INDEPENDENT COMPONENT ANALYSIS OF GENERALIZED SPIKE-AND-WAVE DISCHARGES: DIFFERENTIATION BETWEEN PRIMARY AND SECONDARY BILATERAL SYNCHRONY
Abstract number :
1.163
Submission category :
Year :
2004
Submission ID :
2043
Source :
www.aesnet.org
Presentation date :
12/2/2004 12:00:00 AM
Published date :
Dec 1, 2004, 06:00 AM
Authors :
1Ki-Young Jung, 2Jae-Moon Kim, and 3Dong Wook Kim
Identification of a focal nature from generalized spike-and-wave discharges (GSWD) may have important implications for the treatment of intractable epilepsy. Independent component analysis (ICA) can separate complex multichannel data into spatially fixed and temporally independent components.
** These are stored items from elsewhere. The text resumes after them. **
//! State transition helpers
//!
//! Each helper consumes the previous state and returns the next one, so a
//! state value is never observed half-updated.

use chrono::Utc;
use std::time::Duration;
use uuid::Uuid;

use crate::state::{ExecutionMetadata, GraphState, NodeError, NodeExecution, UserContext};

/// Build a fresh state for an incoming message
pub fn create_initial_state(
    message: impl Into<String>,
    conversation_id: Option<String>,
    user_ip: Option<String>,
) -> GraphState {
    GraphState {
        message: message.into(),
        conversation_id,
        user_context: UserContext {
            ip: user_ip,
            timestamp: Utc::now(),
        },
        intent: None,
        knowledge_context: None,
        interest_level: None,
        collected_data: None,
        data_collection_stage: None,
        response: None,
        metadata: ExecutionMetadata {
            execution_id: Uuid::new_v4().to_string(),
            node_executions: Vec::new(),
            errors: None,
        },
        next_actions: None,
    }
}

/// Whether the state carries the minimum every node relies on
///
/// `user_context` is a required field of the type, so only the message and
/// execution id can be missing.
pub fn validate_state(state: &GraphState) -> bool {
    !state.message.trim().is_empty() && !state.metadata.execution_id.is_empty()
}

/// Append a node execution record
pub fn record_node_execution(
    mut state: GraphState,
    node_name: impl Into<String>,
    success: bool,
    duration: Option<Duration>,
) -> GraphState {
    state.metadata.node_executions.push(NodeExecution {
        node_name: node_name.into(),
        timestamp: Utc::now(),
        duration_ms: duration.map(|d| d.as_millis() as u64),
        success,
    });
    state
}

/// Append an error record
///
/// Does not mark any execution as failed; callers that want that also call
/// [`record_node_execution`] with `success = false`.
pub fn record_error(
    mut state: GraphState,
    node_name: impl Into<String>,
    error: impl Into<String>,
) -> GraphState {
    state
        .metadata
        .errors
        .get_or_insert_with(Vec::new)
        .push(NodeError {
            node_name: node_name.into(),
            error: error.into(),
            timestamp: Utc::now(),
        });
    state
}
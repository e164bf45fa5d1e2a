//! In-memory knowledge base with brute-force cosine search

use async_trait::async_trait;
use parking_lot::RwLock;

use hermes_core::{KnowledgeDocument, KnowledgeSearch};

use crate::knowledge_loader::{KnowledgeEntry, KnowledgeIndex};
use crate::RagError;

/// Cosine similarity; 0.0 for mismatched lengths or zero vectors
pub fn cosine_similarity(a: &[f32], b: &[f32]) -> f32 {
    if a.len() != b.len() || a.is_empty() {
        return 0.0;
    }

    let dot: f32 = a.iter().zip(b).map(|(x, y)| x * y).sum();
    let norm_a: f32 = a.iter().map(|x| x * x).sum::<f32>().sqrt();
    let norm_b: f32 = b.iter().map(|x| x * x).sum::<f32>().sqrt();

    if norm_a == 0.0 || norm_b == 0.0 {
        0.0
    } else {
        dot / (norm_a * norm_b)
    }
}

struct StoredEntry {
    entry: KnowledgeEntry,
    embedding: Vec<f32>,
}

#[derive(Default)]
pub struct InMemoryKnowledgeBase {
    entries: RwLock<Vec<StoredEntry>>,
}

impl InMemoryKnowledgeBase {
    pub fn new() -> Self {
        Self::default()
    }

    /// Insert or replace an entry by id
    pub fn insert(&self, entry: KnowledgeEntry, embedding: Vec<f32>) {
        let mut entries = self.entries.write();
        match entries.iter_mut().find(|stored| stored.entry.id == entry.id) {
            Some(stored) => {
                stored.entry = entry;
                stored.embedding = embedding;
            }
            None => entries.push(StoredEntry { entry, embedding }),
        }
    }

    pub fn len(&self) -> usize {
        self.entries.read().len()
    }

    pub fn is_empty(&self) -> bool {
        self.entries.read().is_empty()
    }
}

#[async_trait]
impl KnowledgeIndex for InMemoryKnowledgeBase {
    async fn upsert(
        &self,
        entries: &[KnowledgeEntry],
        embeddings: &[Vec<f32>],
    ) -> Result<(), RagError> {
        if entries.len() != embeddings.len() {
            return Err(RagError::Index(
                "Document and embedding count mismatch".to_string(),
            ));
        }
        for (entry, embedding) in entries.iter().zip(embeddings) {
            self.insert(entry.clone(), embedding.clone());
        }
        Ok(())
    }
}

#[async_trait]
impl KnowledgeSearch for InMemoryKnowledgeBase {
    async fn search(
        &self,
        query_embedding: &[f32],
        similarity_threshold: f32,
        max_results: usize,
    ) -> hermes_core::Result<Vec<KnowledgeDocument>> {
        let mut results: Vec<KnowledgeDocument> = self
            .entries
            .read()
            .iter()
            .filter_map(|stored| {
                let similarity = cosine_similarity(query_embedding, &stored.embedding);
                (similarity >= similarity_threshold).then(|| KnowledgeDocument {
                    id: stored.entry.id.clone(),
                    title: stored.entry.title.clone(),
                    content: stored.entry.content.clone(),
                    category: stored.entry.category.clone(),
                    similarity,
                })
            })
            .collect();

        results.sort_by(|a, b| b.similarity.total_cmp(&a.similarity));
        results.truncate(max_results);
        Ok(results)
    }
}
To differentiate between primary and secondary bilateral synchrony (PBS and SBS, respectively), we applied ICA to GSWD, and analyzed the characteristic patterns of independent components. Electroencephalograms (EEGs) from 19 patients with GSWD (9 PBS patients, 10 SBS patients) were studied. Thirty GSWD epochs (from [ndash]0.2 to +0.3 s from the negative maximum of the spike) were selected and concatenated to construct an EEG data matrix that was subjected to ICA. Because spikes that have different spatial distributions produce different ICA components, selected independent components were localized by mapping them on a spherical model of the head by means of brain electrical source analysis (BESA) to define dipole sources. Epileptic components of GSWD were clearly separated by the ICA algorithm. Between one and three components per patient were responsible for GSWD. While the epileptic components of GSWD in PBS patients were bilaterally symmetrical radial dipoles that were located primarily within the dorsolateral frontal region, epileptic components in SBS patients were asymmetrical mixed dipoles that were located primarily within the medial frontal region. Spatiotemporal decomposition of independent components of GSWD by using ICA can be useful for differentiating SBS from PBS. The localization of the dipole sources of the independent components provides further insight into the pathophysiological origins of GSWD.